During a chat with David and Diane recently, we burst out laughing at an email we probably shouldn’t have laughed at.

The reason?

RAS syndrome

Redundant Acronym Syndrome syndrome, as it’s known with tongue firmly in cheek, is essentially a Redundant Acronym Phrase, that is, “a phrase containing an acronym plus a word or phrase such that, when the acronym is expanded, the phrase would contain a redundancy”.

For example: ATM machine.

ATM is the acronym for ‘automated teller machine’.

Therefore, ATM machine really means ‘automated teller machine machine’.

Because we had nothing better to do, we researched a whole bunch of them, and here they all are:

Numbers

  • IBAN Number – International Bank Account Number Number
  • ISBN Number – International Standard Book Number Number
  • PIN Number – Personal Identification Number Number
  • VIN Number – Vehicle Identification Number Number

Sports

  • NFL Football – National Football League Football
  • NHL Hockey – National Hockey League Hockey
  • MLB Baseball – Major League Baseball Baseball
  • MLS Soccer – Major League Soccer Soccer
  • MLL Lacrosse – Major League Lacrosse Lacrosse.
  • EPL League – English Premier League League

Technology

  • LCD Display – Liquid Crystal Display Display
  • UPC Code – Universal Product Code Code
  • PDF Format – Portable Document Format Format
  • TCP/IP protocol – Transmission Control Protocol/Internet Protocol Protocol
  • HTML – Hypertext Markup Language Language

Miscellaneous

  • VIP Person – Very Important Person Person
  • HIV virus – Human Immunodeficiency Virus Virus
  • OPEC Countries – Organization of the Petroleum Exporting Countries Countries
  • DC Comics – Detective Comics Comics

A Special Mention

  • Please RSVP – Please Répondez s’il vous plaît

So who first wasted their time researching RAS syndrome?

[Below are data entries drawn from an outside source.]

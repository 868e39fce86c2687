use crate::{
    block::finish_with_nonce,
    constants::{CANCEL_CHECK_INTERVAL, NONCE_SIZE},
    error::SearchError,
    pow::{found, SearchLimits, SearchStats},
    Block, Target,
};
use rand::RngCore;
use rayon::prelude::*;
use std::{
    sync::atomic::{AtomicU64, Ordering},
    time::Instant,
};
use tracing::debug;

/// Same search as [`crate::pow::search_with`], with random draws spread over
/// the rayon pool. The first worker to clear the target wins; a limit firing
/// on any worker stops them all.
pub fn search_parallel(
    block: &mut Block,
    target: &Target,
    limits: &SearchLimits,
) -> Result<SearchStats, SearchError> {
    let started = Instant::now();
    limits.poll(0, started)?;

    // Only the nonce varies between attempts.
    let hasher = block.prefix_hasher();
    let attempts = AtomicU64::new(0);

    let outcome = (0u64..u64::MAX)
        .into_par_iter()
        .map_init(rand::thread_rng, |rng, _| {
            let done = attempts.fetch_add(1, Ordering::Relaxed);
            if limits.attempts_exhausted(done) {
                return Some(Err(SearchError::ProofSearchTimeout {
                    attempts: done,
                    elapsed: started.elapsed(),
                }));
            }
            if done % CANCEL_CHECK_INTERVAL == 0 {
                if let Err(err) = limits.poll(done, started) {
                    return Some(Err(err));
                }
            }
            let mut nonce = [0u8; NONCE_SIZE];
            rng.fill_bytes(&mut nonce);
            target
                .is_met_by(&finish_with_nonce(hasher.clone(), &nonce))
                .then_some(Ok(nonce))
        })
        .find_map_any(|outcome| outcome);

    let total = attempts.load(Ordering::Relaxed);
    match outcome {
        Some(Ok(nonce)) => Ok(found(block, nonce, total, started)),
        Some(Err(err)) => {
            debug!(stage = block.stage(), %err, "parallel proof search stopped");
            Err(err)
        }
        None => Err(SearchError::ProofSearchTimeout {
            attempts: total,
            elapsed: started.elapsed(),
        }),
    }
}
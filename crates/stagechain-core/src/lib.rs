//! Stage-linked proof-of-work ledger.
//!
//! A [`Ledger`] is a sequence of [`Stage`]s. Every block outside the genesis
//! stage names the hash of a block in the stage before it, and is admitted
//! only when its SHA-256 digest, read as a big-endian integer, falls strictly
//! below the ledger's [`Target`].

pub mod block;
pub mod constants;
pub mod error;
pub mod ledger;
pub mod mine;
pub mod pow;
pub mod stage;
pub mod target;
pub mod view;

pub type Hash = [u8; 32];

pub use block::{block_digest, Block};
pub use error::{LedgerError, SearchError};
pub use ledger::{Acceptance, Ledger};
pub use mine::search_parallel;
pub use pow::{search, search_with, CancelFlag, SearchLimits, SearchStats};
pub use stage::Stage;
pub use target::Target;
pub use view::{BlockSummary, LedgerView, StageView};
use std::time::Duration;

use thiserror::Error;

/// Reasons a ledger refuses to exist or refuses a block.
#[derive(Debug, Clone, PartialEq, Eq, Error)]
pub enum LedgerError {
    #[error("difficulty must be in [0, 256), got {bits}")]
    InvalidDifficulty { bits: u32 },

    #[error("stage 0 is reserved for the genesis block")]
    GenesisResubmission,

    #[error("hash {hash} of stage {stage} block does not clear the target")]
    ProofInvalid { stage: u64, hash: String },

    #[error("stage {stage} is past the next open stage {height}")]
    StageGap { stage: u64, height: u64 },

    #[error("no block in stage {} has hash {parent}", .stage.saturating_sub(1))]
    ParentNotFound { stage: u64, parent: String },

    #[error("stage 0 must hold exactly the genesis block")]
    GenesisMismatch,

    #[error("stage {stage} has no blocks")]
    EmptyStage { stage: u64 },
}

/// Outcomes of a bounded proof-of-work search that found nothing.
#[derive(Debug, Clone, PartialEq, Eq, Error)]
pub enum SearchError {
    #[error("no proof found after {attempts} attempts in {elapsed:?}")]
    ProofSearchTimeout { attempts: u64, elapsed: Duration },

    #[error("search cancelled after {attempts} attempts")]
    ProofSearchCancelled { attempts: u64 },
}

#[cfg(test)]
mod tests {
    use super::*;

    #[test]
    fn parent_not_found_names_previous_stage() {
        let err = LedgerError::ParentNotFound {
            stage: 3,
            parent: "abcd".into(),
        };
        assert_eq!(err.to_string(), "no block in stage 2 has hash abcd");
    }

    #[test]
    fn empty_stage_message() {
        let err = LedgerError::EmptyStage { stage: 2 };
        assert_eq!(err.to_string(), "stage 2 has no blocks");
    }

    #[test]
    fn invalid_difficulty_message() {
        let err = LedgerError::InvalidDifficulty { bits: 300 };
        assert_eq!(err.to_string(), "difficulty must be in [0, 256), got 300");
    }
}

The term RAS syndrome first appeared in the magazine New Scientist of May 26, 2001.

Such redundancies, says Bryan Garner in his Modern American Usage of 2009, “may be passable in speech—especially with unfamiliar acronyms—[but] they should be avoided in formal writing”.

Seriously though, why bother?

Redundant acronym syndrome isn’t the planet’s most serious problem, not by a country mile.

In fact, there is even a case to be made that saying something like “PIN number” instead of just “PIN” may be a helpful error in that adding the word “number” helped the listener or reader understand exactly what you were talking about.

But, people do notice when we insert redundant words, and for these people, redundancies are faults in otherwise faultless texts.

Oxford Dictionaries noted in its guidance on avoiding redundant expressions that repetition can “give the impression that you don’t really understand the meaning of the words you’re using.”

Prevent Redundant Acronyms From Making You Look Stupid

Thankfully, this part is quite easy.

Always know what an acronym stands for before using it.

Acronyms are common, so they are easy to use without knowing their meaning.

To combat that, only ever use an acronym if you understand what words it represents and can therefore avoid the pitfalls of its misuse.

When writing an acronym, think of the unabbreviated words within, and if the sentence makes sense with the unabbreviated words, as well as the acronym, it is RAS-free. If the sentence has a redundancy, it’s suffering from RAS Syndrome and needs rewriting.

Lastly, as writers, we believe that we, and the text, benefits if we eliminate unnecessary words. Doing that makes room for other information and when you’re squeezing all you can into a tight space, every single word counts.

Writing with precision is an important tool in our arsenal, and redundancies like redundant acronyms show a sloppy effort by the writer.